The Geely LC, sold in its home market as the Geely Panda or the Gleagle Panda, is a city car produced by the Chinese manufacturer Geely from November 2008 to 2016. In 2010 the LC scored 45.3 in C-NCAP crash tests, making it China's first locally researched and developed compact car to be awarded a 5-star rating, and it is subsequently the safest Chinese hatchback as of 2011. The LC was able to achieve the above despite a development process that relied more on computer simulations than actual crash tests. In 2017, The Panda was replaced by a facelifted version of the car known as the Geely Yuanjing X1.

Online sale
As of 22 December 2010, popular Chinese e-commerce retailer Taobao Mall sells the LC online although buyers must put down a 288 yuan deposit and visit a local dealership for a test drive prior to purchase. The LCs on offer are not delivered to your door.

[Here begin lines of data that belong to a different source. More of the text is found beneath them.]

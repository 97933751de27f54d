use std::sync::Arc;

use anyhow::Context;
use tracing::{info, warn};

use hrms_api::config::AppConfig;
use hrms_infra::{InMemoryRowStore, PostgresRowStore, RowStore, SeedData};

#[tokio::main]
async fn main() -> anyhow::Result<()> {
    let _ = dotenvy::dotenv();
    let config = AppConfig::from_env()?;
    hrms_observability::init(config.log_format);

    if config.jwt_secret_is_default {
        warn!("JWT_SECRET not set; using insecure dev default");
    }

    let store: Arc<dyn RowStore> = match &config.database_url {
        Some(url) => {
            let pg = PostgresRowStore::connect(url, config.db_max_connections)
                .await
                .context("failed to connect to DATABASE_URL")?;
            pg.migrate().await.context("failed to apply schema")?;
            info!("using postgres row store");
            Arc::new(pg)
        }
        None => {
            warn!("DATABASE_URL not set; using in-memory row store");
            Arc::new(InMemoryRowStore::new())
        }
    };

    if let Some(path) = &config.seed_file {
        SeedData::from_path(path)?
            .apply(store.as_ref())
            .await
            .context("failed to apply seed data")?;
    }

    let app = hrms_api::app::build_app(config.jwt_secret.clone(), store);

    let listener = tokio::net::TcpListener::bind(config.bind_addr)
        .await
        .with_context(|| format!("failed to bind {}", config.bind_addr))?;

    info!(addr = %listener.local_addr()?, "listening");

    axum::serve(listener, app).await?;
    Ok(())
}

First day online sales totalled near 500.

Styling
The LC's styling has been recognized for its exceptional exterior, which manufacturer Geely says is "bionic" and resembles a panda but that some criticize for resembling the Toyota Aygo, instead. Geely outsourced the design of the LC's exterior to another Chinese firm, CH-Auto.

Geely LC 1.5
Engine specifications  –  1.5L

Overseas sale
While the car is sold in overseas markets, its name and the brand name it is sold under may change.

Brunei
The LC was only sold in Brunei since 2013 (1 year sold), only with 5-speed manual transmission and 4 colours available.

Indonesia
The LC is sold in Indonesia as a Geely Panda.

New Zealand
The LC is sold in New Zealand as a Geely LC Hatch.

Sri Lanka
A local company, Micro Cars, offers the LC in Sri Lanka. It is domestically assembled from complete knock down kits.

Egypt
Under the name Geely Pandino, The LC is sold in Egypt.

Taiwan

A rebadged, redesigned LC called the Tobe M’Car is sold in Taiwan by Yulon Motors, which may also assemble it. The M'car uses the same body and interior as the LC but features improved performance and locally designed components.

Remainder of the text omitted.